● Given information
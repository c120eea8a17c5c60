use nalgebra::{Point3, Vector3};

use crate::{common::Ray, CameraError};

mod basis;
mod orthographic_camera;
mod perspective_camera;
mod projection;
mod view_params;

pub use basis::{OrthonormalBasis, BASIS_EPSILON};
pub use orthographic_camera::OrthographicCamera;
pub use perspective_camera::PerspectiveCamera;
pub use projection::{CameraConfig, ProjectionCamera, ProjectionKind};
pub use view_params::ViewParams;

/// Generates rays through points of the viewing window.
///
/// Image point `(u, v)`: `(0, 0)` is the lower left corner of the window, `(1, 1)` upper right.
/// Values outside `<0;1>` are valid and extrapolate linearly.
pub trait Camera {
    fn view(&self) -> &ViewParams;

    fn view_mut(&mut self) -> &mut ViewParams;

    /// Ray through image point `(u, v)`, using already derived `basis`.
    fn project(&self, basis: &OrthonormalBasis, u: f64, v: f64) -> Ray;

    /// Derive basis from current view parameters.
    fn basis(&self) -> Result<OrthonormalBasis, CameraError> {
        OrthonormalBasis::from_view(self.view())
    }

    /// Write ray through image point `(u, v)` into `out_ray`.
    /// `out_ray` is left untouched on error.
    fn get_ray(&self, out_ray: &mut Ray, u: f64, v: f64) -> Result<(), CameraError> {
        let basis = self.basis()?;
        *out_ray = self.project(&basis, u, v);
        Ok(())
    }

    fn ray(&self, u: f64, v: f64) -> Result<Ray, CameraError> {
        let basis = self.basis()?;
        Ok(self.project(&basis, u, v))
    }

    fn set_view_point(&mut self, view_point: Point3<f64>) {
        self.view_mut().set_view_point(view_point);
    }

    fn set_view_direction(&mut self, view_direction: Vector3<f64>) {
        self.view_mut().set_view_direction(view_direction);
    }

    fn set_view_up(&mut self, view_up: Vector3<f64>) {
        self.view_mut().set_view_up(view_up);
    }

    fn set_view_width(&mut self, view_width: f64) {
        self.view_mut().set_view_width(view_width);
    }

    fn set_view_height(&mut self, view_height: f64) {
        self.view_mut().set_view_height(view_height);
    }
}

...

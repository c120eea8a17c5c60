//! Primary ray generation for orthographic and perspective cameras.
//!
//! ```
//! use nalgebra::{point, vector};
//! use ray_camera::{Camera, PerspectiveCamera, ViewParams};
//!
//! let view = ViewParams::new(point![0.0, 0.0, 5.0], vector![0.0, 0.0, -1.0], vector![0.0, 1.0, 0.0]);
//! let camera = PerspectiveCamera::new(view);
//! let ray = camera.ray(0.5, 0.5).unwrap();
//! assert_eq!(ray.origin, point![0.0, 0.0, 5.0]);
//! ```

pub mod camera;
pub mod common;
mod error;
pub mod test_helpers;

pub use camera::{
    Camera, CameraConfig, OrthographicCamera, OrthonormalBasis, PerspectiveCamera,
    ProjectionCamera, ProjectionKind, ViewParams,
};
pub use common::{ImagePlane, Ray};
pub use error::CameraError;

● Aim of the exercise
Please tally the lines above that contain "ViewParams" and report nothing but the total.

● Expected output
6